Praise for How America Supports Retirement: Challenging the Conventional Wisdom on Who Benefits
“The need to fix Social Security solvency and balance our national budget will surely drive U.S. policymakers to get to work on tax reform very soon. For this reason, the time is ripe to focus our attention on “tax expenditures,” which are provisions letting taxpayers deduct, exclude, or defer components of their income from current taxes. In his fascinating new book, Peter Brady examines how such tax expenditures shape our national retirement system, taking into account both Social Security and company-sponsored retirement plans.
“Some analysts argue that our retirement system is regressive, mainly because they focus only on today’s tax deferrals and ignore future tax receipts that pension and Social Security recipients will pay. But by taking a lifecycle perspective, Brady overturns this view. Instead, he shows that the U.S. retirement system is progressive using a coherent lifetime comparison of Social Security taxes and pension contributions paid, with expected benefits received as well as taxes paid in old age. In other words, taking only a short-term perspective on tax deferrals, without looking at lifetime taxes and benefits, will lead policymakers to the wrong conclusions about how our system works.
“How America Supports Retirement is an accessible and thought-provoking study which should be required reading for those thinking (and voting!) about how retirement plans should be treated under the tax system, as well as everyone working to stabilize Social Security for the future.”
Olivia S. Mitchell
Director of the Pension Research Council of the Wharton School, University of Pennsylvania
“Building on ICI’s solid research demonstrating the strengths of our voluntary, private-sector retirement system, Peter Brady shows how Social Security and tax incentives combine to benefit all working Americans. I urge policymakers on both sides of the aisle to take note of Pete’s valuable and insightful analysis.”
Senator Orrin G. Hatch
President Pro Tempore of the United States Senate and Chairman of the Senate Finance Committee
“A lifecycle perspective is essential for analyzing both Social Security and tax policy toward retirement saving. By combining this analytical approach with painstaking empirical work, this volume offers a wealth of new and often surprising insights. Academics, policymakers, and financial services professionals interested in promoting retirement security will all benefit from studying it.”
James M. Poterba
Mitsui Professor of Economics at MIT and president of the National Bureau of Economic Research
“How America Supports Retirement is long overdue. Peter Brady’s analysis is comprehensive, painstakingly careful, and grounded in the facts.
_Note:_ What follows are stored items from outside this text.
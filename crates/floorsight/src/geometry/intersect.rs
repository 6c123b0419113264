//! Ray/segment intersection.
//!
//! Solves `origin + t * dir = a + u * (b - a)` for `t >= 0` and `u in [0, 1]`. Parallel rays,
//! zero-length segments and non-finite input report no hit instead of failing; the sweep treats
//! a missing hit from one segment as "this segment is not in the way".
use super::Point;

/// Relative tolerance below which ray and segment are treated as parallel.
const PARALLEL_TOLERANCE: f64 = 1e-12;

/// Slack on the segment parameter so rays aimed exactly at a shared vertex still register a hit.
const PARAM_TOLERANCE: f64 = 1e-9;

/// Intersection of a ray with a segment.
#[derive(Clone, Copy, Debug, PartialEq)]
pub struct RayHit {
    /// Intersection point. Snapped to the segment endpoint when `u` is within tolerance of it.
    pub point: Point,
    /// Ray parameter; the distance along the ray when `dir` is unit length.
    pub t: f64,
    /// Segment parameter in `[0, 1]`.
    pub u: f64,
}

impl RayHit {
    /// Returns `true` if the hit landed on one of the segment's endpoints.
    pub fn at_endpoint(&self) -> bool {
        self.u == 0.0 || self.u == 1.0
    }
}

/// Intersect the ray `origin + t * dir` (`t >= 0`) with the segment `a..b`.
pub fn segment_intersect(origin: Point, dir: Point, a: Point, b: Point) -> Option<RayHit> {
    let (t, u) = solve(origin, dir, a, b)?;
    if t < 0.0 || u < -PARAM_TOLERANCE || u > 1.0 + PARAM_TOLERANCE {
        return None;
    }
    let (point, u) = if u <= PARAM_TOLERANCE {
        (a, 0.0)
    } else if u >= 1.0 - PARAM_TOLERANCE {
        (b, 1.0)
    } else {
        (origin + dir * t, u)
    };
    Some(RayHit { point, t, u })
}

fn solve(origin: Point, dir: Point, a: Point, b: Point) -> Option<(f64, f64)> {
    let s = b - a;
    let s_len_sq = s.length_squared();
    let d_len_sq = dir.length_squared();
    if s_len_sq == 0.0 || d_len_sq == 0.0 {
        return None;
    }
    let denom = dir.perp_dot(s);
    if !denom.is_finite() || denom.abs() <= PARALLEL_TOLERANCE * (s_len_sq * d_len_sq).sqrt() {
        return None;
    }
    let w = a - origin;
    let t = w.perp_dot(s) / denom;
    let u = w.perp_dot(dir) / denom;
    (t.is_finite() && u.is_finite()).then_some((t, u))
}

#[cfg(test)]
mod tests {
    use super::*;

    #[test]
    fn hits_segment_in_front_of_ray() {
        let hit = segment_intersect(
            Point::new(0.0, 0.0),
            Point::new(1.0, 0.0),
            Point::new(5.0, -1.0),
            Point::new(5.0, 1.0),
        )
        .expect("hit");
        assert!((hit.t - 5.0).abs() < 1e-12);
        assert!((hit.u - 0.5).abs() < 1e-12);
        assert_eq!(hit.point, Point::new(5.0, 0.0));
        assert!(!hit.at_endpoint());
    }

    #[test]
    fn misses_segment_behind_ray() {
        assert!(segment_intersect(
            Point::new(0.0, 0.0),
            Point::new(1.0, 0.0),
            Point::new(-5.0, -1.0),
            Point::new(-5.0, 1.0),
        )
        .is_none());
    }

    #[test]
    fn misses_when_passing_beside_segment() {
        assert!(segment_intersect(
            Point::new(0.0, 0.0),
            Point::new(1.0, 0.0),
            Point::new(5.0, 1.0),
            Point::new(5.0, 2.0),
        )
        .is_none());
    }

    #[test]
    fn parallel_and_zero_length_report_no_hit() {
        let origin = Point::new(0.0, 0.0);
        let dir = Point::new(1.0, 0.0);
        assert!(segment_intersect(origin, dir, Point::new(1.0, 0.0), Point::new(5.0, 0.0)).is_none());
        assert!(segment_intersect(origin, dir, Point::new(1.0, 1.0), Point::new(5.0, 1.0)).is_none());
        assert!(segment_intersect(origin, dir, Point::new(3.0, 0.0), Point::new(3.0, 0.0)).is_none());
        assert!(segment_intersect(origin, Point::ZERO, Point::new(3.0, -1.0), Point::new(3.0, 1.0)).is_none());
    }

    #[test]
    fn ray_through_vertex_snaps_to_endpoint() {
        let origin = Point::new(50.0, 50.0);
        let corner = Point::new(100.0, 100.0);
        let angle = (corner - origin).y.atan2((corner - origin).x);
        let dir = Point::new(angle.cos(), angle.sin());

        let right = segment_intersect(origin, dir, Point::new(100.0, 0.0), corner).expect("right wall");
        let top = segment_intersect(origin, dir, corner, Point::new(0.0, 100.0)).expect("top wall");
        assert_eq!(right.point, corner);
        assert_eq!(top.point, corner);
        assert!(right.at_endpoint() && top.at_endpoint());
    }
}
Policymakers need to know those facts—not the myths that obscure them—as they face the challenges of tax and entitlement reform.”
Douglas Holtz-Eakin
President, American Action Forum
“The federal government subsidizes retirement incomes both through Social Security’s progressive benefit formula and through tax incentives for retirement plans. Social Security is seen as progressive while tax preferences are portrayed as favoring the rich. Peter Brady looks closely at how Social Security and tax preferences work together in a surprisingly progressive way to encourage retirement income security.”